'It is great Newcastle is leading the way...Without research we would not know what could be done to help people like me' PS750,000 for experts to help cure throat problems.
Byline: Craig Thompson Health Reporter email@example.com
EXPERTS in Newcastle have been awarded more than PS750,000 in a bid to help people across the UK living with persistent throat problems.
Ear, nose and throat (ENT) specialists from the city's university have been handed the PS759,000 to look at whether the tablet, lansoprazole, can ease common throat complaints.
Voice changes, post nasal drip, dry cough, excess mucus, and throat clearing are all uncomfortable conditions that often develop later in life - but little research has been done to help tackle them.
The Trial of Pump Inhibitors in Throat Symptoms (TOPPITS) study is being spearheaded by Professor Janet Wilson at Newcastle University.
Professor Wilson, who has worked as a consultant ENT surgeon at Newcastle's Freeman Hospital for more than 20 years, said: "We see thousands of patients with a multitude of throat problems in our ENT clinics every year.
"Some come from other regions, or as far afield as Scotland.
"Our study is the first substantial trial to look at the effect of powerful antacids like lansoprazole, a "proton pump inhibitor", on throat symptoms. Some patients with throat problems can live with their symptoms for decades, this can be problematic and quite debilitating."
More than 300 patients with persistent throat symptoms are taking part in the trial, which is being coordinated by Sister Julia Scott and her NHS Research Nurse team in the ENT clinic at the Freeman Hospital.
Doctors believe the symptoms of throat problems are sometimes caused when acid from the stomach passes upwards and irritates the upper airway. Medics often treat these throat symptoms with traditional 'heartburn' remedies, most often by using a proton pump inhibitor. Lansoprazole is a common form of proton pump inhibitor which suppresses the stomach's production of gastric acids. It is very safe and is used in thousands of NHS patients with severe indigestion every month.

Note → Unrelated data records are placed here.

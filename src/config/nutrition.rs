// ABOUTME: Nutrition configuration for the target calculator
// ABOUTME: Configures BMR coefficients, goal offsets, activity tiers, energy density, and macro splits
//
// SPDX-License-Identifier: MIT OR Apache-2.0
// Copyright (c) 2025 Pierre Fitness Intelligence

//! Nutrition Target Configuration
//!
//! Every constant the target calculator uses lives here, so the calculator
//! itself is one pure function parameterized by a [`NutritionConfig`].
//!
//! # Scientific References
//!
//! - BMR: Mifflin et al. (1990) DOI: 10.1093/ajcn/51.2.241
//! - Activity factors: `McArdle`, Katch & Katch (2010), Exercise Physiology

use super::error::ConfigError;
use serde::{Deserialize, Serialize};
use std::fmt;
use std::str::FromStr;

/// Tolerance used when checking that split fractions sum to one
const SPLIT_SUM_TOLERANCE: f64 = 1e-9;

/// Nutrition target configuration
#[derive(Debug, Clone, Default, Serialize, Deserialize, PartialEq)]
pub struct NutritionConfig {
    /// Basal Metabolic Rate (BMR) coefficients
    pub bmr: BmrConfig,
    /// Activity factor multipliers offered to clients
    pub activity_factors: ActivityFactorsConfig,
    /// Daily calorie offsets per goal
    pub goal_offsets: GoalOffsetsConfig,
    /// Caloric density of each macronutrient
    pub energy_density: EnergyDensityConfig,
    /// Macronutrient split applied to daily calories
    pub macro_split: MacroSplit,
}

impl NutritionConfig {
    /// Default configuration using the given macro split preset
    #[must_use]
    pub fn with_preset(preset: MacroSplitPreset) -> Self {
        Self {
            macro_split: preset.split(),
            ..Self::default()
        }
    }

    /// Validate every section
    ///
    /// # Errors
    ///
    /// Returns a `ConfigError` if a macro split does not sum to 100% or a
    /// caloric density is not positive.
    pub fn validate(&self) -> Result<(), ConfigError> {
        self.macro_split.validate()?;
        self.energy_density.validate()
    }
}

/// BMR (Basal Metabolic Rate) calculation configuration
///
/// Reference: Mifflin, M.D., et al. (1990). A new predictive equation for resting energy expenditure.
/// American Journal of Clinical Nutrition, 51(2), 241-247. DOI: 10.1093/ajcn/51.2.241
#[derive(Debug, Clone, Serialize, Deserialize, PartialEq)]
pub struct BmrConfig {
    /// Mifflin-St Jeor weight coefficient (10.0)
    pub msj_weight_coef: f64,
    /// Mifflin-St Jeor height coefficient (6.25)
    pub msj_height_coef: f64,
    /// Mifflin-St Jeor age coefficient (-5.0)
    pub msj_age_coef: f64,
    /// Mifflin-St Jeor male constant (+5)
    pub msj_male_constant: f64,
    /// Mifflin-St Jeor female constant (-161)
    pub msj_female_constant: f64,
}

impl Default for BmrConfig {
    fn default() -> Self {
        Self {
            msj_weight_coef: 10.0,
            msj_height_coef: 6.25,
            msj_age_coef: -5.0,
            msj_male_constant: 5.0,
            msj_female_constant: -161.0,
        }
    }
}

/// Activity factor multipliers for TDEE calculation
///
/// The calculator accepts any factor; these tiers are what clients offer.
///
/// Reference: `McArdle`, W.D., Katch, F.I., & Katch, V.L. (2010). Exercise Physiology
#[derive(Debug, Clone, Serialize, Deserialize, PartialEq)]
pub struct ActivityFactorsConfig {
    /// Sedentary (office job): 1.2
    pub sedentary: f64,
    /// Light exercise (1-2 days/week): 1.375
    pub lightly_active: f64,
    /// Moderate exercise (3-5 days/week): 1.55
    pub moderately_active: f64,
    /// Heavy exercise (6-7 days/week): 1.725
    pub very_active: f64,
    /// Athlete (training 2x/day): 1.9
    pub extra_active: f64,
}

impl Default for ActivityFactorsConfig {
    fn default() -> Self {
        Self {
            sedentary: 1.2,
            lightly_active: 1.375,
            moderately_active: 1.55,
            very_active: 1.725,
            extra_active: 1.9,
        }
    }
}

/// Daily calorie offsets applied to TDEE per goal (kcal/day)
#[derive(Debug, Clone, Serialize, Deserialize, PartialEq, Eq)]
pub struct GoalOffsetsConfig {
    /// Weight loss deficit: -500
    pub lose: i64,
    /// Maintenance: 0
    pub maintain: i64,
    /// Weight gain surplus: +500
    pub gain: i64,
}

impl Default for GoalOffsetsConfig {
    fn default() -> Self {
        Self {
            lose: -500,
            maintain: 0,
            gain: 500,
        }
    }
}

/// Caloric density per gram of each macronutrient
#[derive(Debug, Clone, Serialize, Deserialize, PartialEq)]
pub struct EnergyDensityConfig {
    /// Carbohydrate: 4 kcal/g
    pub carbs_kcal_per_g: f64,
    /// Protein: 4 kcal/g
    pub protein_kcal_per_g: f64,
    /// Fat: 9 kcal/g
    pub fat_kcal_per_g: f64,
}

impl Default for EnergyDensityConfig {
    fn default() -> Self {
        Self {
            carbs_kcal_per_g: 4.0,
            protein_kcal_per_g: 4.0,
            fat_kcal_per_g: 9.0,
        }
    }
}

impl EnergyDensityConfig {
    /// Validate that every density is positive
    ///
    /// # Errors
    ///
    /// Returns `ConfigError::ValueOutOfRange` if a density is zero, negative, or not finite
    pub fn validate(&self) -> Result<(), ConfigError> {
        let densities = [
            ("carbs_kcal_per_g", self.carbs_kcal_per_g),
            ("protein_kcal_per_g", self.protein_kcal_per_g),
            ("fat_kcal_per_g", self.fat_kcal_per_g),
        ];
        for (name, value) in densities {
            if !value.is_finite() || value <= 0.0 {
                return Err(ConfigError::ValueOutOfRange(format!(
                    "{name} must be positive, got {value}"
                )));
            }
        }
        Ok(())
    }
}

/// Macronutrient split as fractions of daily calories
///
/// Fractions must each lie in 0.0-1.0 and sum to 1.0.
#[derive(Debug, Clone, Copy, Serialize, Deserialize, PartialEq)]
pub struct MacroSplit {
    /// Carbohydrate fraction
    pub carbs: f64,
    /// Protein fraction
    pub protein: f64,
    /// Fat fraction
    pub fat: f64,
}

impl MacroSplit {
    /// 40% carbs, 30% protein, 30% fat
    pub const STANDARD: Self = Self {
        carbs: 0.4,
        protein: 0.3,
        fat: 0.3,
    };

    /// 35% carbs, 30% protein, 35% fat
    pub const LOWER_CARB: Self = Self {
        carbs: 0.35,
        protein: 0.3,
        fat: 0.35,
    };

    /// Validate that the fractions are in range and sum to one
    ///
    /// # Errors
    ///
    /// Returns `ConfigError::InvalidWeights` if a fraction is outside 0.0-1.0
    /// or the three do not sum to 1.0.
    pub fn validate(&self) -> Result<(), ConfigError> {
        for (name, value) in [
            ("carbs", self.carbs),
            ("protein", self.protein),
            ("fat", self.fat),
        ] {
            if !(0.0..=1.0).contains(&value) {
                return Err(ConfigError::InvalidWeights(format!(
                    "{name} fraction must be between 0.0 and 1.0, got {value}"
                )));
            }
        }

        let sum = self.carbs + self.protein + self.fat;
        if (sum - 1.0).abs() > SPLIT_SUM_TOLERANCE {
            return Err(ConfigError::InvalidWeights(format!(
                "macro split must sum to 1.0, got {sum}"
            )));
        }
        Ok(())
    }
}

impl Default for MacroSplit {
    fn default() -> Self {
        Self::STANDARD
    }
}

/// Named macro split presets
#[derive(Debug, Clone, Copy, Serialize, Deserialize, PartialEq, Eq, Default)]
#[serde(rename_all = "snake_case")]
pub enum MacroSplitPreset {
    /// 40/30/30 carbs/protein/fat
    #[default]
    Standard,
    /// 35/30/35 carbs/protein/fat
    LowerCarb,
}

impl MacroSplitPreset {
    /// Fractions for this preset
    #[must_use]
    pub const fn split(self) -> MacroSplit {
        match self {
            Self::Standard => MacroSplit::STANDARD,
            Self::LowerCarb => MacroSplit::LOWER_CARB,
        }
    }

    /// Configuration name
    #[must_use]
    pub const fn as_str(self) -> &'static str {
        match self {
            Self::Standard => "standard",
            Self::LowerCarb => "lower_carb",
        }
    }
}

impl FromStr for MacroSplitPreset {
    type Err = ConfigError;

    fn from_str(s: &str) -> Result<Self, Self::Err> {
        match s.trim().to_lowercase().replace('-', "_").as_str() {
            "standard" | "a" | "40_30_30" => Ok(Self::Standard),
            "lower_carb" | "b" | "35_30_35" => Ok(Self::LowerCarb),
            other => Err(ConfigError::Parse(format!(
                "unknown macro split preset '{other}' (expected 'standard' or 'lower_carb')"
            ))),
        }
    }
}

impl fmt::Display for MacroSplitPreset {
    fn fmt(&self, f: &mut fmt::Formatter<'_>) -> fmt::Result {
        f.write_str(self.as_str())
    }
}
// ABOUTME: Biometric profile model consumed by the nutrition target calculator
// ABOUTME: Gender, Goal, and Profile definitions with lenient categorical parsing
//
// SPDX-License-Identifier: MIT OR Apache-2.0
// Copyright (c) 2025 Pierre Fitness Intelligence

use serde::{Deserialize, Serialize};
use std::fmt;

/// Biological gender used to select the Mifflin-St Jeor constant
///
/// Only `male` is special-cased; any other value lands in the female branch.
#[derive(Debug, Clone, Copy, Serialize, Deserialize, PartialEq, Eq, Hash)]
#[serde(rename_all = "lowercase", from = "String")]
pub enum Gender {
    /// Male (+5 kcal constant)
    Male,
    /// Female (-161 kcal constant)
    Female,
}

impl Gender {
    /// Parse gender from string, defaulting to `Female` for anything but "male"
    #[must_use]
    pub fn from_str_lossy(s: &str) -> Self {
        if s.trim().eq_ignore_ascii_case("male") {
            Self::Male
        } else {
            Self::Female
        }
    }

    /// Wire name
    #[must_use]
    pub const fn as_str(self) -> &'static str {
        match self {
            Self::Male => "male",
            Self::Female => "female",
        }
    }
}

impl From<String> for Gender {
    fn from(value: String) -> Self {
        Self::from_str_lossy(&value)
    }
}

impl fmt::Display for Gender {
    fn fmt(&self, f: &mut fmt::Formatter<'_>) -> fmt::Result {
        f.write_str(self.as_str())
    }
}

/// Calorie goal relative to maintenance
#[derive(Debug, Clone, Copy, Serialize, Deserialize, PartialEq, Eq, Hash, Default)]
#[serde(rename_all = "lowercase", from = "String")]
pub enum Goal {
    /// Caloric deficit
    Lose,
    /// Caloric balance
    #[default]
    Maintain,
    /// Caloric surplus
    Gain,
}

impl Goal {
    /// Parse goal from string; unrecognized values mean `Maintain`
    #[must_use]
    pub fn from_str_lossy(s: &str) -> Self {
        match s.trim().to_lowercase().as_str() {
            "lose" => Self::Lose,
            "gain" => Self::Gain,
            _ => Self::Maintain,
        }
    }

    /// Wire name
    #[must_use]
    pub const fn as_str(self) -> &'static str {
        match self {
            Self::Lose => "lose",
            Self::Maintain => "maintain",
            Self::Gain => "gain",
        }
    }
}

impl From<String> for Goal {
    fn from(value: String) -> Self {
        Self::from_str_lossy(&value)
    }
}

impl fmt::Display for Goal {
    fn fmt(&self, f: &mut fmt::Formatter<'_>) -> fmt::Result {
        f.write_str(self.as_str())
    }
}

/// A user's physical profile
///
/// Values are well-typed but not yet range-checked; the calculator rejects
/// non-positive weight, height, or age.
#[derive(Debug, Clone, Copy, Serialize, Deserialize, PartialEq)]
#[serde(rename_all = "camelCase")]
pub struct Profile {
    /// Body weight in kilograms
    #[serde(rename = "weight")]
    pub weight_kg: f64,
    /// Height in centimeters
    #[serde(rename = "height")]
    pub height_cm: f64,
    /// Age in years
    pub age: u32,
    /// Biological gender
    pub gender: Gender,
    /// Multiplier applied to BMR (1.2 sedentary .. 1.9 elite athlete)
    #[serde(alias = "activity")]
    pub activity_factor: f64,
    /// Calorie goal
    #[serde(default)]
    pub goal: Goal,
}

#[cfg(test)]
mod tests {
    use super::*;

    #[test]
    fn test_gender_only_male_is_special_cased() {
        assert_eq!(Gender::from_str_lossy("male"), Gender::Male);
        assert_eq!(Gender::from_str_lossy(" MALE "), Gender::Male);
        assert_eq!(Gender::from_str_lossy("female"), Gender::Female);
        assert_eq!(Gender::from_str_lossy("mal"), Gender::Female);
    }

    #[test]
    fn test_unknown_goal_is_maintain() {
        assert_eq!(Goal::from_str_lossy("Lose"), Goal::Lose);
        assert_eq!(Goal::from_str_lossy("gain"), Goal::Gain);
        assert_eq!(Goal::from_str_lossy("sprint"), Goal::Maintain);
        assert_eq!(Goal::from_str_lossy(""), Goal::Maintain);
    }

    #[test]
    fn test_profile_json_shape() {
        let profile: Profile = serde_json::from_str(
            r#"{"weight":70,"height":175,"age":30,"gender":"male","activity":1.2,"goal":"sprint"}"#,
        )
        .unwrap();

        assert_eq!(profile.goal, Goal::Maintain);
        assert_eq!(profile.gender, Gender::Male);
        assert!((profile.activity_factor - 1.2).abs() < f64::EPSILON);

        let json = serde_json::to_value(profile).unwrap();
        assert_eq!(json["activityFactor"], 1.2);
        assert_eq!(json["goal"], "maintain");
        assert_eq!(json["weight"], 70.0);
    }
}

Grandfather-of-two Mark Wilson, of High Howdon, North Tyneside, has suffered with a persistent throat problem for more than a year after developing an uncomfortable feeling at the back of his throat.
The 56-year-old engineering worker said he welcomed the clinical trial as it is important more research is done to help those suffering from a variety of throat complaints.
Mr Wilson said: "I began to suffer throat problems over a year ago which made it very uncomfortable for me to swallow and I felt like I had a gobstopper at the back of my mouth.
"It's great that Newcastle is leading the way in this research as patients will benefit from the clinical trial.
"Without research we would not know what could be done in the future to help those with persistent throat problems."
The patients are divided into two groups - one receives the study medication, and the other a specially manufactured, identical, inactive capsule. Patients have been randomly allocated to receive 16 weeks' supply of either capsule.
The PS759,000 was awarded to the team from the National Institute for Health Research Health Technology Assessment programme.